Is your topic something you're passionate about? And even then, is it something you can make program after program about? If you're just going to make just one or two programs, then why bother with a podcast? If it's something you think is worth producing many episodes, then podcast it.

Also, think about how you are going to present your information. Can you do it in a way that people will find entertaining? Will someone besides you like it?

Another thing to consider: Is what you're sharing yours? Do you own it? It is possible to share music and video , but you shouldn't do so unless it's yours. Piracy is illegal. Your podcast should consist of content that is yours. (Or, public domain, which means everyone owns it.)

The best podcasts are well organized, concise, and fun. Write an outline of what you want in your podcast. If it's your voice, make some notes on what you will say. If it's music, decide what order you will put the songs in. If it's video, edit it well.

You should also consider how long your podcast is going to be. Some are only a few minutes, others are an hour or longer. Consider your audience. Will they bother with your podcast if it's long? If it's too short, will they remember it well enough to share it and talk about it?

Step Two.
Have a way to get your information onto your hard drive.

You've got your topic, you've made some notes, decided on what is in and what is out, and you're ready to go. So how do you get your voice, music, whatever onto your computer? Simple. Record it or upload it.

If you don't know how to upload something to your computer, then you need more help than I am able to provide. Maybe a good beginner's course at your local community college is in order. We will discuss recording.

To record, you're going to need hardware. Most computers do not come with built in hardware for recording, and even if they did, you will probably need something better than what you've got.

If you're going to record your voice, get a good microphone. Not just A microphone, a GOOD one. If your podcast becomes popular, you'll want to invest in a professional quality microphone with a "pop" screen, but for now, you can get a good one at Radio Shack.

You'll probably want one that plugs into the USB port on your computer, since this is the easiest way to get your voice onto your hard drive.

If you have other audio sources that you'd like to record on your computer, check with your local retailer for ways to connect your audio to your computer. There are many players available that have a USB connector that will allow you to quickly convert your records, tapes, and other audio to digital.

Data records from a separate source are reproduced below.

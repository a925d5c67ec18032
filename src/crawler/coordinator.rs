//! Crawler coordinator - main crawl orchestration logic
//!
//! This module contains the crawl loop that coordinates:
//! - Seeding the chart page requests
//! - Fetching chart and song pages concurrently
//! - Turning chart pages into song requests
//! - Turning song pages into records for the sink
//!
//! Parsing happens inside the fetch tasks but never across an `.await`:
//! `scraper::Html` is not `Send`, so each document is built and dropped in
//! one synchronous call.

use crate::chart::{
    chart_requests, parse_chart_page, parse_song_page, ChartPageContext, ItemRequest, SongRecord,
};
use crate::config::Config;
use crate::crawler::request::{Page, Request, RequestFilter};
use crate::crawler::{build_http_client, fetch_page, FetchResult};
use crate::output::{CrawlStatistics, RecordSink};
use crate::{CrawlerError, ParseResult};
use reqwest::Client;
use scraper::Html;
use std::sync::Arc;
use std::time::Duration;
use tokio::sync::Semaphore;
use tokio::task::JoinSet;
use url::Url;

/// What a fetch task reports back to the crawl loop
enum Outcome {
    Chart {
        page: ChartPageContext,
        url: Url,
        items: ParseResult<Vec<ItemRequest>>,
    },
    Song {
        item: ItemRequest,
        url: Url,
        record: ParseResult<SongRecord>,
    },
    Failed {
        url: Url,
        error: String,
    },
}

/// Main crawler coordinator structure
pub struct Coordinator<S> {
    config: Arc<Config>,
    client: Client,
    base_url: Url,
    semaphore: Arc<Semaphore>,
    filter: RequestFilter,
    sink: S,
    stats: CrawlStatistics,
}

impl<S: RecordSink> Coordinator<S> {
    /// Creates a new coordinator instance
    ///
    /// # Arguments
    ///
    /// * `config` - The crawler configuration
    /// * `sink` - Where song records are written
    ///
    /// # Returns
    ///
    /// * `Ok(Coordinator)` - Successfully created coordinator
    /// * `Err(CrawlerError)` - Bad base URL or HTTP client setup failure
    pub fn new(config: Config, sink: S) -> Result<Self, CrawlerError> {
        let base_url = Url::parse(&config.chart.base_url)?;
        let client = build_http_client(
            &config.user_agent,
            Duration::from_secs(config.crawler.request_timeout),
        )?;
        let semaphore = Arc::new(Semaphore::new(
            config.crawler.max_concurrent_requests as usize,
        ));

        Ok(Self {
            config: Arc::new(config),
            client,
            base_url,
            semaphore,
            filter: RequestFilter::new(),
            sink,
            stats: CrawlStatistics::new(),
        })
    }

    /// Statistics gathered so far
    pub fn stats(&self) -> &CrawlStatistics {
        &self.stats
    }

    /// Consumes the coordinator, returning its sink
    pub fn into_sink(self) -> S {
        self.sink
    }

    /// Runs the crawl to completion
    ///
    /// Fetch and parse failures drop the affected page and are counted; only
    /// a failing sink aborts the crawl.
    pub async fn run(&mut self) -> Result<CrawlStatistics, CrawlerError> {
        let chart = &self.config.chart;
        let requests = chart_requests(&self.base_url, chart.start_year, chart.end_year);
        tracing::info!(
            "Crawling {} chart pages for {}-{}",
            requests.len(),
            chart.start_year,
            chart.end_year
        );

        let mut tasks = JoinSet::new();
        for chart_request in requests {
            let request = Request::new(chart_request.url.clone(), chart_request.context());
            if self.filter.admit(&request) {
                self.spawn_chart(&mut tasks, request);
            } else {
                self.stats.duplicates_filtered += 1;
            }
        }

        while let Some(joined) = tasks.join_next().await {
            match joined {
                Ok(outcome) => self.handle_outcome(outcome, &mut tasks)?,
                Err(e) => {
                    tracing::error!("Fetch task failed: {}", e);
                    self.stats.fetch_failures += 1;
                }
            }
        }

        self.sink.finish()?;
        self.stats.finish();

        tracing::info!(
            "Crawl completed: {} songs emitted, {} dropped, {} failed fetches",
            self.stats.songs_emitted,
            self.stats.songs_dropped,
            self.stats.fetch_failures
        );

        Ok(self.stats.clone())
    }

    fn handle_outcome(
        &mut self,
        outcome: Outcome,
        tasks: &mut JoinSet<Outcome>,
    ) -> Result<(), CrawlerError> {
        match outcome {
            Outcome::Chart { page, url, items } => {
                self.stats.chart_pages_fetched += 1;
                let items = match items {
                    Ok(items) => items,
                    Err(e) => {
                        tracing::error!("Cannot parse chart page {}: {}", url, e);
                        return Ok(());
                    }
                };

                tracing::info!(
                    "Chart {} page {}: {} songs",
                    page.year,
                    page.page,
                    items.len()
                );
                if items.is_empty() {
                    tracing::warn!("No song links found on {}", url);
                }

                for item in items {
                    let request = Request::new(item.url.clone(), item).dont_filter();
                    if self.filter.admit(&request) {
                        self.spawn_song(tasks, request);
                    } else {
                        self.stats.duplicates_filtered += 1;
                    }
                }
            }

            Outcome::Song { item, url, record } => {
                self.stats.song_pages_fetched += 1;
                match record {
                    Ok(record) => {
                        tracing::debug!(
                            "Scraped {} #{}: {} ({})",
                            record.year,
                            record.rank,
                            record.title,
                            record.id
                        );
                        self.sink.write(&record)?;
                        self.stats.songs_emitted += 1;
                    }
                    Err(e) => {
                        tracing::warn!(
                            "Dropping {} #{} from {}: {}",
                            item.year,
                            item.rank,
                            url,
                            e
                        );
                        self.stats.songs_dropped += 1;
                    }
                }
            }

            Outcome::Failed { url, error } => {
                tracing::warn!("Failed to fetch {}: {}", url, error);
                self.stats.fetch_failures += 1;
            }
        }

        Ok(())
    }

    fn spawn_chart(&self, tasks: &mut JoinSet<Outcome>, request: Request<ChartPageContext>) {
        let client = self.client.clone();
        let semaphore = Arc::clone(&self.semaphore);
        let retry_times = self.config.crawler.retry_times;

        tasks.spawn(async move {
            let page = match fetch(&client, &semaphore, request, retry_times).await {
                Ok(page) => page,
                Err(failed) => return failed,
            };
            let items = parse_chart_body(&page);
            Outcome::Chart {
                page: page.context,
                url: page.url,
                items,
            }
        });
    }

    fn spawn_song(&self, tasks: &mut JoinSet<Outcome>, request: Request<ItemRequest>) {
        let client = self.client.clone();
        let semaphore = Arc::clone(&self.semaphore);
        let retry_times = self.config.crawler.retry_times;

        tasks.spawn(async move {
            let page = match fetch(&client, &semaphore, request, retry_times).await {
                Ok(page) => page,
                Err(failed) => return failed,
            };
            let record = parse_song_body(&page);
            Outcome::Song {
                item: page.context,
                url: page.url,
                record,
            }
        });
    }
}

/// Fetches a request while holding one of the concurrency permits
async fn fetch<C>(
    client: &Client,
    semaphore: &Semaphore,
    request: Request<C>,
    retry_times: u32,
) -> Result<Page<C>, Outcome> {
    let _permit = semaphore.acquire().await.map_err(|e| Outcome::Failed {
        url: request.url.clone(),
        error: e.to_string(),
    })?;

    tracing::debug!("Fetching {}", request.url);
    match fetch_page(client, &request.url, retry_times).await {
        FetchResult::Success {
            final_url,
            status_code,
            body,
        } => {
            tracing::debug!(
                "Fetched {} (HTTP {}, {} bytes)",
                final_url,
                status_code,
                body.len()
            );
            Ok(Page {
                url: final_url,
                body,
                context: request.context,
            })
        }
        FetchResult::HttpError { status_code } => Err(Outcome::Failed {
            url: request.url,
            error: format!("HTTP {}", status_code),
        }),
        FetchResult::NetworkError { error } => Err(Outcome::Failed {
            url: request.url,
            error,
        }),
    }
}

fn parse_chart_body(page: &Page<ChartPageContext>) -> ParseResult<Vec<ItemRequest>> {
    let document = Html::parse_document(&page.body);
    let items: Vec<ItemRequest> = parse_chart_page(&document, &page.url, page.context)?.collect();
    Ok(items)
}

fn parse_song_body(page: &Page<ItemRequest>) -> ParseResult<SongRecord> {
    let document = Html::parse_document(&page.body);
    parse_song_page(&document, &page.url, &page.context)
}

/// Runs a complete crawl, writing every record to `sink`
///
/// # Example
///
/// ```no_run
/// use kpop_crawler::config::Config;
/// use kpop_crawler::crawler::run_crawl;
/// use kpop_crawler::output::JsonLinesSink;
///
/// # async fn example() -> Result<(), Box<dyn std::error::Error>> {
/// let stats = run_crawl(Config::default(), JsonLinesSink::stdout()).await?;
/// println!("{} songs", stats.songs_emitted);
/// # Ok(())
/// # }
/// ```
pub async fn run_crawl<S: RecordSink>(
    config: Config,
    sink: S,
) -> Result<CrawlStatistics, CrawlerError> {
    let mut coordinator = Coordinator::new(config, sink)?;
    coordinator.run().await
}

#[cfg(test)]
mod tests {
    use super::*;
    use crate::chart::ChartPage;
    use crate::output::CollectingSink;

    fn page<C>(url: &str, body: &str, context: C) -> Page<C> {
        Page {
            url: Url::parse(url).unwrap(),
            body: body.to_string(),
            context,
        }
    }

    #[test]
    fn test_coordinator_creation() {
        let coordinator = Coordinator::new(Config::default(), CollectingSink::new()).unwrap();
        assert_eq!(coordinator.stats().songs_emitted, 0);
        assert!(coordinator.into_sink().records.is_empty());
    }

    #[test]
    fn test_coordinator_rejects_bad_base_url() {
        let mut config = Config::default();
        config.chart.base_url = "::not a url::".to_string();
        let result = Coordinator::new(config, CollectingSink::new());
        assert!(matches!(result, Err(CrawlerError::UrlParse(_))));
    }

    #[test]
    fn test_parse_chart_body_uses_final_url() {
        let body = r#"<div class="MnetMusicList"><a class="MMLI_SongInfo" href="track/5">i</a></div>"#;
        let context = ChartPageContext {
            year: 2012,
            page: ChartPage::Second,
        };
        let items = parse_chart_body(&page("http://www.mnet.com/moved/", body, context)).unwrap();

        assert_eq!(items.len(), 1);
        assert_eq!(items[0].url.as_str(), "http://www.mnet.com/moved/track/5");
        assert_eq!(items[0].rank, 51);
        assert_eq!(items[0].year, 2012);
    }

    #[test]
    fn test_parse_song_body_carries_context() {
        let body = r#"<dl><dd class="title">Title</dd></dl>
            <div class="line_info"></div>
            <div class="line_info"><b>참여스탭</b></div>"#;
        let item = ItemRequest {
            year: 2013,
            rank: 42,
            url: Url::parse("http://www.mnet.com/track/1").unwrap(),
        };
        let record = parse_song_body(&page("http://www.mnet.com/track/77", body, item)).unwrap();

        assert_eq!(record.year, 2013);
        assert_eq!(record.rank, 42);
        assert_eq!(record.id, 77);
        assert!(record.credits.is_empty());
    }
}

Once you have your device(s), follow its documentation to set it up properly and have it working before proceeding.

Step Three.

Now you need something that will take your voice, or other audio that you input with your hardware, and create a file out of it. You may also want to combine voice and music to create transitions and so forth. You need a recorder. Just like the cassette recorders of yester-year, a digital recorder will capture your voice or music or whatever and digitize it for you.

There are many good programs that turn your computer into a digital recorder. One of the best is Audacity. Simple enough for the beginner, it offers enough features to do some pretty cool stuff. And the price is right: free. With Audacity, creating a digital audio file is as simple as starting the program, pushing the big red record button, inputting your audio, pushing the stop button, and saving the file. You can create an MP3 directly from the program and have it ready to upload in minutes. You can also take music or any other audio you can get into your computer and mix it produce really professionally sounding programs.

In the process of writing this I realized that it may be useful to give a tutorial on creating a good podcast with Audacity. Something with lead-in and maybe background music.... something more than just "play this, stop, play this, stop", something professional sounding. I will write about that in my next blog post, but knowing HOW to do it and DOING IT RIGHT are two different things. You will want to review and re-review your work to get the result you want. Patience and practice will get you a lot further than a tutorial. But look for that in my next post.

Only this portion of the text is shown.